Don't think of chives as just decoration—they actually bring a fresh zip that cuts through the heavy cheese and bacon. I grow mine in my kitchen window just for dishes like this where their flavor really makes the whole thing pop.
Do-Ahead Tricks
You can totally prep these tiny loaded spuds ahead of time. Just bake the potatoes and cut the pockets up to two days before you need them. Keep them wrapped up in the fridge. When it's time to eat, warm them in a 350°F oven for around 10 minutes until hot, then add your toppings. This works great when you're having people over and don't want to be stuck in the kitchen right before they arrive.
Mix It Up
You can take these potatoes in tons of different directions just by changing what goes on top. Try them with feta, olives and sundried tomatoes for a taste of the Mediterranean. Make them brunch-worthy with a bit of scrambled egg and lox on top. My kids go crazy for our buffalo chicken version with shredded chicken in hot sauce, blue cheese and a bit of ranch drizzled over. Once you've got the potato base down, you can run wild with what goes on top.
How To Serve Them
Set these little guys out on a big plate with tiny forks for a fancy party look. For regular family dinners, they go great next to a grilled steak, some chicken, or just a nice green salad. I love eating them with some roasted veggies for a meat-free meal. You might want to put extra toppings in small dishes on the table so everyone can dress up their potatoes just how they like.

These little spuds will make any get-together better with their awesome mix of easy prep and big flavor. Give them a shot soon and watch them become your go-to favorite!
Frequently Asked Questions
- → Can I swap baby potatoes with larger ones?

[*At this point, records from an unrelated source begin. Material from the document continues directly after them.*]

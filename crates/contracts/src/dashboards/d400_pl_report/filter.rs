use serde::{Deserialize, Serialize};

use crate::shared::validation::ValidationError;

/// Years accepted by the report service
pub const MIN_YEAR: i32 = 2020;
pub const MAX_YEAR: i32 = 2030;

pub const MONTH_NAMES: [&str; 12] = [
    "January",
    "February",
    "March",
    "April",
    "May",
    "June",
    "July",
    "August",
    "September",
    "October",
    "November",
    "December",
];

pub fn all_months() -> Vec<u32> {
    (1..=12).collect()
}

/// Body of `POST /report/generate`, `/report/univer` and `/report/export`
#[derive(Debug, Clone, PartialEq, Eq, Serialize, Deserialize)]
pub struct ReportFilter {
    pub year: i32,
    pub months: Vec<u32>,
    /// `None` = all business groups
    #[serde(default)]
    pub business_groups: Option<Vec<String>>,
}

impl ReportFilter {
    /// Check the filter against the rules the service enforces.
    ///
    /// Returns a copy with months sorted ascending.
    pub fn validate(&self) -> Result<ReportFilter, ValidationError> {
        if !(MIN_YEAR..=MAX_YEAR).contains(&self.year) {
            return Err(ValidationError::YearOutOfRange(self.year, MIN_YEAR, MAX_YEAR));
        }
        if self.months.is_empty() {
            return Err(ValidationError::NoMonths);
        }

        let mut months = self.months.clone();
        months.sort_unstable();
        for pair in months.windows(2) {
            if pair[0] == pair[1] {
                return Err(ValidationError::DuplicateMonth(pair[0]));
            }
        }
        if let Some(bad) = months.iter().find(|m| !(1..=12).contains(*m)) {
            return Err(ValidationError::InvalidMonth(*bad));
        }

        if let Some(groups) = &self.business_groups {
            if groups.is_empty() {
                return Err(ValidationError::NoBusinessGroups);
            }
        }

        Ok(ReportFilter {
            year: self.year,
            months,
            business_groups: self.business_groups.clone(),
        })
    }

    /// Months joined with `-`, e.g. `1-2-3`
    pub fn months_label(&self) -> String {
        self.months
            .iter()
            .map(|m| m.to_string())
            .collect::<Vec<_>>()
            .join("-")
    }

    pub fn covers_all_groups(&self) -> bool {
        self.business_groups.is_none()
    }
}

/// Response of `GET /report/filters`
#[derive(Debug, Clone, PartialEq, Eq, Default, Serialize, Deserialize)]
pub struct FilterOptions {
    pub available_years: Vec<i32>,
    pub available_business_groups: Vec<String>,
    #[serde(default)]
    pub available_services: Vec<String>,
    #[serde(default)]
    pub min_date: String,
    #[serde(default)]
    pub max_date: String,
}

impl FilterOptions {
    /// Current year when the service has data for it, otherwise the first available year.
    pub fn default_year(&self, current_year: i32) -> Option<i32> {
        if self.available_years.contains(&current_year) {
            Some(current_year)
        } else {
            self.available_years.first().copied()
        }
    }
}

#[derive(Debug, Clone, Copy, PartialEq, Eq)]
pub enum Quarter {
    Q1,
    Q2,
    Q3,
    Q4,
}

impl Quarter {
    pub const ALL: [Quarter; 4] = [Quarter::Q1, Quarter::Q2, Quarter::Q3, Quarter::Q4];

    pub fn months(self) -> [u32; 3] {
        match self {
            Quarter::Q1 => [1, 2, 3],
            Quarter::Q2 => [4, 5, 6],
            Quarter::Q3 => [7, 8, 9],
            Quarter::Q4 => [10, 11, 12],
        }
    }

    pub fn label(self) -> &'static str {
        match self {
            Quarter::Q1 => "Q1",
            Quarter::Q2 => "Q2",
            Quarter::Q3 => "Q3",
            Quarter::Q4 => "Q4",
        }
    }
}
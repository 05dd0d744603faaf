use contracts::system::health::HealthStatus;

use crate::shared::api_error::ApiError;
use crate::shared::http::ApiClient;

/// Backend liveness, shown as a badge in the top header
pub async fn health_check(client: &ApiClient) -> Result<HealthStatus, ApiError> {
    client.get_json("/health").await
}

/// Badge text and whether the service counts as up
pub fn health_label(result: &Result<HealthStatus, ApiError>) -> (&'static str, bool) {
    match result {
        Ok(status) if status.is_healthy() => ("Service online", true),
        Ok(_) => ("Service degraded", false),
        Err(_) => ("Service unavailable", false),
    }
}
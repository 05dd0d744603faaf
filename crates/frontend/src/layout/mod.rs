pub mod top_header;

use leptos::prelude::*;
use top_header::TopHeader;

/// Signed-in application frame: top bar above the page content.
#[component]
pub fn Shell(children: Children) -> impl IntoView {
    view! {
        <div class="app-layout">
            <TopHeader />
            <main class="app-main">
                {children()}
            </main>
        </div>
    }
}
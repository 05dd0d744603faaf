use contracts::system::auth::{
    LogoutResponse, OtpRequest, OtpResponse, OtpVerifyRequest, TokenResponse, UserInfo,
};

use crate::shared::api_error::ApiError;
use crate::shared::http::ApiClient;

/// Ask the service to email a one-time code
pub async fn request_otp(client: &ApiClient, email: String) -> Result<OtpResponse, ApiError> {
    client
        .post_json("/auth/request-otp", &OtpRequest { email })
        .await
}

/// Exchange the emailed code for a bearer token and store it
pub async fn verify_otp(
    client: &ApiClient,
    email: String,
    otp_code: String,
) -> Result<TokenResponse, ApiError> {
    let token: TokenResponse = client
        .post_json("/auth/verify-otp", &OtpVerifyRequest { email, otp_code })
        .await?;
    client.set_token(&token.access_token);
    Ok(token)
}

/// Get current user info
pub async fn get_current_user(client: &ApiClient) -> Result<UserInfo, ApiError> {
    if !client.is_authenticated() {
        return Err(ApiError::NotAuthenticated);
    }
    client.get_json("/auth/me").await
}

/// Tell the service the session ends. The stored token is cleared whatever the outcome.
pub async fn logout(client: &ApiClient) -> Result<LogoutResponse, ApiError> {
    let result = client.post_empty("/auth/logout").await;
    client.clear_token();
    result
}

Sure, just know they'll take longer to bake, and you'll need more filling to match the size.
- → What's a bacon substitute I can try?
Turkey bacon, plant-based bacon, or crunchy fried onions work great as alternatives.
- → How do I make the skins extra crispy?

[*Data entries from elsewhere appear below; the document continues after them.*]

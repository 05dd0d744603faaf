//! Editable form state behind the filter panel

use std::collections::BTreeSet;

use chrono::{Datelike, NaiveDate};
use contracts::dashboards::d400_pl_report::{all_months, FilterOptions, Quarter, ReportFilter};
use contracts::shared::validation::ValidationError;

#[derive(Debug, Clone, PartialEq, Eq)]
pub struct FilterForm {
    pub year: i32,
    pub months: BTreeSet<u32>,
    /// Checked "all business groups"; `groups` is ignored while set
    pub all_groups: bool,
    pub groups: BTreeSet<String>,
}

impl FilterForm {
    /// Current year if the service has it (else the first available year),
    /// the current month, all business groups.
    pub fn with_defaults(options: &FilterOptions, today: NaiveDate) -> Self {
        Self {
            year: options.default_year(today.year()).unwrap_or(today.year()),
            months: BTreeSet::from([today.month()]),
            all_groups: true,
            groups: BTreeSet::new(),
        }
    }

    pub fn toggle_month(&mut self, month: u32) {
        if !self.months.remove(&month) {
            self.months.insert(month);
        }
    }

    pub fn select_all_months(&mut self) {
        self.months = all_months().into_iter().collect();
    }

    /// Replaces the month selection with the quarter's three months
    pub fn select_quarter(&mut self, quarter: Quarter) {
        self.months = quarter.months().into_iter().collect();
    }

    pub fn set_all_groups(&mut self, all: bool) {
        self.all_groups = all;
        if all {
            self.groups.clear();
        }
    }

    pub fn toggle_group(&mut self, group: &str) {
        if !self.groups.remove(group) {
            self.groups.insert(group.to_string());
        }
    }

    pub fn has_month(&self, month: u32) -> bool {
        self.months.contains(&month)
    }

    pub fn has_group(&self, group: &str) -> bool {
        self.groups.contains(group)
    }

    /// Build the request body, applying the service's validation rules
    pub fn to_filter(&self) -> Result<ReportFilter, ValidationError> {
        let business_groups = if self.all_groups {
            None
        } else {
            Some(self.groups.iter().cloned().collect())
        };
        ReportFilter {
            year: self.year,
            months: self.months.iter().copied().collect(),
            business_groups,
        }
        .validate()
    }
}

#[cfg(test)]
mod tests {
    use super::*;
    use pretty_assertions::assert_eq;

    fn options(years: &[i32]) -> FilterOptions {
        FilterOptions {
            available_years: years.to_vec(),
            available_business_groups: vec!["Retail".to_string(), "Wholesale".to_string()],
            ..Default::default()
        }
    }

    fn date(y: i32, m: u32, d: u32) -> NaiveDate {
        NaiveDate::from_ymd_opt(y, m, d).unwrap()
    }

    #[test]
    fn test_defaults_use_current_year_and_month() {
        let form = FilterForm::with_defaults(&options(&[2024, 2025]), date(2025, 5, 14));
        assert_eq!(form.year, 2025);
        assert_eq!(form.months, BTreeSet::from([5]));
        assert!(form.all_groups);
    }

    #[test]
    fn test_defaults_fall_back_to_first_available_year() {
        let form = FilterForm::with_defaults(&options(&[2023, 2024]), date(2026, 1, 3));
        assert_eq!(form.year, 2023);

        let empty = FilterForm::with_defaults(&options(&[]), date(2026, 1, 3));
        assert_eq!(empty.year, 2026);
    }

    #[test]
    fn test_toggle_month() {
        let mut form = FilterForm::with_defaults(&options(&[2025]), date(2025, 3, 1));
        form.toggle_month(1);
        assert!(form.has_month(1));
        form.toggle_month(3);
        assert!(!form.has_month(3));
        assert_eq!(form.months, BTreeSet::from([1]));
    }

    #[test]
    fn test_quarter_and_full_year() {
        let mut form = FilterForm::with_defaults(&options(&[2025]), date(2025, 3, 1));
        form.select_quarter(Quarter::Q3);
        assert_eq!(form.months, BTreeSet::from([7, 8, 9]));

        form.select_all_months();
        assert_eq!(form.months.len(), 12);
    }

    #[test]
    fn test_all_groups_sends_none() {
        let form = FilterForm::with_defaults(&options(&[2025]), date(2025, 2, 1));
        let filter = form.to_filter().unwrap();
        assert_eq!(
            filter,
            ReportFilter {
                year: 2025,
                months: vec![2],
                business_groups: None,
            }
        );
    }

    #[test]
    fn test_selected_groups_are_sent() {
        let mut form = FilterForm::with_defaults(&options(&[2025]), date(2025, 2, 1));
        form.set_all_groups(false);
        form.toggle_group("Wholesale");
        form.toggle_group("Retail");

        let filter = form.to_filter().unwrap();
        assert_eq!(
            filter.business_groups,
            Some(vec!["Retail".to_string(), "Wholesale".to_string()])
        );
    }

    #[test]
    fn test_checking_all_groups_clears_selection() {
        let mut form = FilterForm::with_defaults(&options(&[2025]), date(2025, 2, 1));
        form.set_all_groups(false);
        form.toggle_group("Retail");
        form.set_all_groups(true);
        assert!(form.groups.is_empty());
        assert!(!form.has_group("Retail"));
    }

    #[test]
    fn test_invalid_forms_are_rejected() {
        let mut form = FilterForm::with_defaults(&options(&[2025]), date(2025, 2, 1));
        form.toggle_month(2);
        assert_eq!(form.to_filter(), Err(ValidationError::NoMonths));

        form.toggle_month(4);
        form.set_all_groups(false);
        assert_eq!(form.to_filter(), Err(ValidationError::NoBusinessGroups));
    }
}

Rub them evenly with olive oil and salt, then bake at a hot temp (400°F) until the skin looks golden and crispy.
- → Can these be prepped in advance?
Absolutely, bake the potatoes ahead of time, and add the toppings right before serving to keep them fresh and tasty.
- → What toppings besides bacon work well?
Think sour cream, jalapeños, diced tomatoes, or even some creamy guac for extra flavor options.
- → Should I peel the potatoes beforehand?
Not at all—the skin makes them tastier and crispier when roasted with olive oil and salt.